Ultrasound elasticity imaging (UEI) has been found to be a valuable non-invasive tool to investigate mechanical characteristics of biological tissue [3–6]. It estimates tissue motion based on speckle tracking between two frames before and after deformation of the tissue. In UEI the excitation is produced by actually pushing on tissue with an ultrasound transducer itself and recording the tissue deformation with real-time ultrasound images [4,7]. This constitutes a near static deformation with an external force. Combinations of static or dynamic deformations with internal or external surface forces to induce deformations have also been explored [8,9]. Speckle tracking was initially introduced in one dimension (1-D) to estimate tissue motion along the axial direction (the beam propagation direction) [4,10] and has been expanded into 2-D. 2-D speckle tracking measures displacements of the speckles in both axial and lateral (perpendicular to the beam direction in the imaging plane) directions [11–15]. The most commonly used elasticity imaging techniques are based on 2-D correlation-based speckle tracking methods [12–15]. Speckle displacements are estimated from correlation lags corresponding to the maximum correlation coefficient between the frames.

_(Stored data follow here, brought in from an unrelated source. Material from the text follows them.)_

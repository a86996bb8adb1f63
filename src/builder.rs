use std::fs::Metadata;
use std::io;
use std::path::Path as StdPath;

use futures_lite::StreamExt;
use log::debug;
use log::warn;
use url::Url;

use crate::Entry;
use crate::Error;
use crate::Listing;
use crate::entry::PARENT_NAME;
use crate::entry::sort_by_name;
use crate::utils::system_time_millis;

// Resolves path-relative request urls such as "/files/logs/" during
// validation. Never appears in output.
const PLACEHOLDER_BASE: &str = "http://localhost/";

/// Builds the listing of `directory`, which is served at `request_url`.
///
/// Only immediate children are read. When `include_parent` is set and the
/// directory has a parent, the listing also carries a `../` entry that links
/// to `request_url` with its final path segment removed.
///
/// # Errors
/// * `Error::InvalidInput` if `directory` is not an existing directory or
///   `request_url` is blank or malformed.
/// * `Error::FilesystemAccess` if metadata of the directory, its parent or
///   any child cannot be read.
pub async fn build_listing<P: AsRef<StdPath>>(
    directory: P,
    request_url: &str,
    include_parent: bool,
) -> Result<Listing, Error> {
    let directory = directory.as_ref();
    check_directory(directory).await?;
    validate_request_url(request_url)?;

    let parent = if include_parent {
        parent_entry(directory, request_url).await?
    } else {
        None
    };

    let (mut directories, mut files) = read_children(directory, &base_url(request_url)).await?;
    sort_by_name(&mut directories);
    sort_by_name(&mut files);

    debug!(
        "listed {}: {} directories, {} files",
        directory.display(),
        directories.len(),
        files.len()
    );
    Ok(Listing {
        parent,
        directories,
        files,
    })
}

/// Rejects blank request urls and anything that is neither an absolute url
/// nor a path starting with `/`.
pub(crate) fn validate_request_url(request_url: &str) -> Result<(), Error> {
    if request_url.trim().is_empty() {
        return Err(Error::InvalidInput("No request url entered".into()));
    }
    let invalid = |e: url::ParseError| Error::InvalidInput(format!("{request_url}: {e}"));
    match Url::parse(request_url) {
        Ok(_) => Ok(()),
        Err(url::ParseError::RelativeUrlWithoutBase) if request_url.starts_with('/') => {
            Url::parse(PLACEHOLDER_BASE)
                .and_then(|base| base.join(request_url))
                .map(|_| ())
                .map_err(invalid)
        }
        Err(e) => Err(invalid(e)),
    }
}

/// Returns `request_url` with exactly one trailing `/`. Child urls are this
/// base followed by the child's name.
pub(crate) fn base_url(request_url: &str) -> String {
    if request_url.ends_with('/') {
        request_url.to_owned()
    } else {
        format!("{request_url}/")
    }
}

/// Removes the final path segment of `request_url`.
///
/// One trailing `/` is dropped first, then everything from the last
/// remaining `/` on. This is plain text surgery on the url, so
/// "http://host/a/b/" becomes "http://host/a". Returns "/" if nothing would
/// be left. A url with no path segment keeps the same rule, so
/// "http://host/" becomes "http:/".
pub(crate) fn parent_url(request_url: &str) -> String {
    let trimmed = request_url.strip_suffix('/').unwrap_or(request_url);
    match trimmed.rfind('/') {
        Some(0) | None => "/".to_owned(),
        Some(end) => trimmed[..end].to_owned(),
    }
}

async fn check_directory(directory: &StdPath) -> Result<(), Error> {
    match tokio::fs::metadata(directory).await {
        Ok(metadata) if metadata.is_dir() => Ok(()),
        Ok(_) => Err(Error::InvalidInput(format!(
            "{} is not a valid directory",
            directory.display()
        ))),
        Err(e)
            if matches!(
                e.kind(),
                io::ErrorKind::NotFound | io::ErrorKind::NotADirectory
            ) =>
        {
            Err(Error::InvalidInput(format!(
                "{} does not exist",
                directory.display()
            )))
        }
        Err(e) => Err(Error::fs_access(directory.display(), e)),
    }
}

async fn parent_entry(directory: &StdPath, request_url: &str) -> Result<Option<Entry>, Error> {
    let absolute =
        std::path::absolute(directory).map_err(|e| Error::fs_access(directory.display(), e))?;
    let Some(parent_dir) = absolute.parent() else {
        return Ok(None);
    };
    let metadata = read_metadata(parent_dir).await?;
    Entry::from_metadata(
        PARENT_NAME.to_owned(),
        parent_url(request_url),
        &metadata,
        parent_dir,
    )
    .map(Some)
}

async fn read_children(
    directory: &StdPath,
    base_url: &str,
) -> Result<(Vec<Entry>, Vec<Entry>), Error> {
    let mut directories = Vec::new();
    let mut files = Vec::new();

    let mut children = match async_fs::read_dir(directory).await {
        Ok(children) => children,
        Err(e) if e.kind() == io::ErrorKind::PermissionDenied => {
            warn!("cannot enumerate {}: {e}", directory.display());
            return Ok((directories, files));
        }
        Err(e) => return Err(Error::fs_access(directory.display(), e)),
    };

    while let Some(child) = children.next().await {
        let child = child.map_err(|e| Error::fs_access(directory.display(), e))?;
        let path = child.path();
        let metadata = read_child_metadata(&path).await?;
        let name = child.file_name().to_string_lossy().into_owned();
        if metadata.is_dir() {
            let name = format!("{name}/");
            let url = format!("{base_url}{name}");
            directories.push(Entry::from_metadata(name, url, &metadata, &path)?);
        } else {
            let url = format!("{base_url}{name}");
            files.push(Entry::from_metadata(name, url, &metadata, &path)?);
        }
    }
    Ok((directories, files))
}

// Follows symlinks, so a link to a directory is listed as a directory. A
// dangling link falls back to the link's own metadata and lists as a file;
// only a child that is gone altogether fails the listing.
async fn read_child_metadata(path: &StdPath) -> Result<Metadata, Error> {
    match tokio::fs::metadata(path).await {
        Ok(metadata) => Ok(metadata),
        Err(e) if e.kind() == io::ErrorKind::NotFound => tokio::fs::symlink_metadata(path)
            .await
            .map_err(|_| Error::fs_access(path.display(), e)),
        Err(e) => Err(Error::fs_access(path.display(), e)),
    }
}

async fn read_metadata(path: &StdPath) -> Result<Metadata, Error> {
    tokio::fs::metadata(path)
        .await
        .map_err(|e| Error::fs_access(path.display(), e))
}

impl Entry {
    fn from_metadata(
        name: String,
        url: String,
        metadata: &Metadata,
        path: &StdPath,
    ) -> Result<Self, Error> {
        let modified = metadata
            .modified()
            .map_err(|e| Error::fs_access(path.display(), e))?;
        Ok(Entry {
            name,
            url,
            size: metadata.len(),
            last_modified: system_time_millis(modified),
        })
    }
}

In the past decade, elasticity imaging based on speckle tracking has been shown to have great potential for clinical use [3,4,7,16–20], where several groups have also explored high spatial resolution ultrasound speckle tracking systems for intravascular applications [18,21–23]. UEI using transcutaneous linear probes has also been successfully applied to other in vivo applications, including, thrombus aging/maturational evaluation in human lower limb deep venous thrombosis [24,25], breast cancer diagnosis [26,27], differentiation of benign and malignant thyroid masses , differentiation of benign and malignant cervical lymph nodes , prostate cancer detection [30,31], renal transplant graft nephropathy evaluation , characterization of arterial wall stiffness for early atherosclerosis diagnosis [8,33], assessment of myocardial wall stiffness for detection of contractile dysfunction  and atheromata assessment for determining vulnerable plaque [35,36].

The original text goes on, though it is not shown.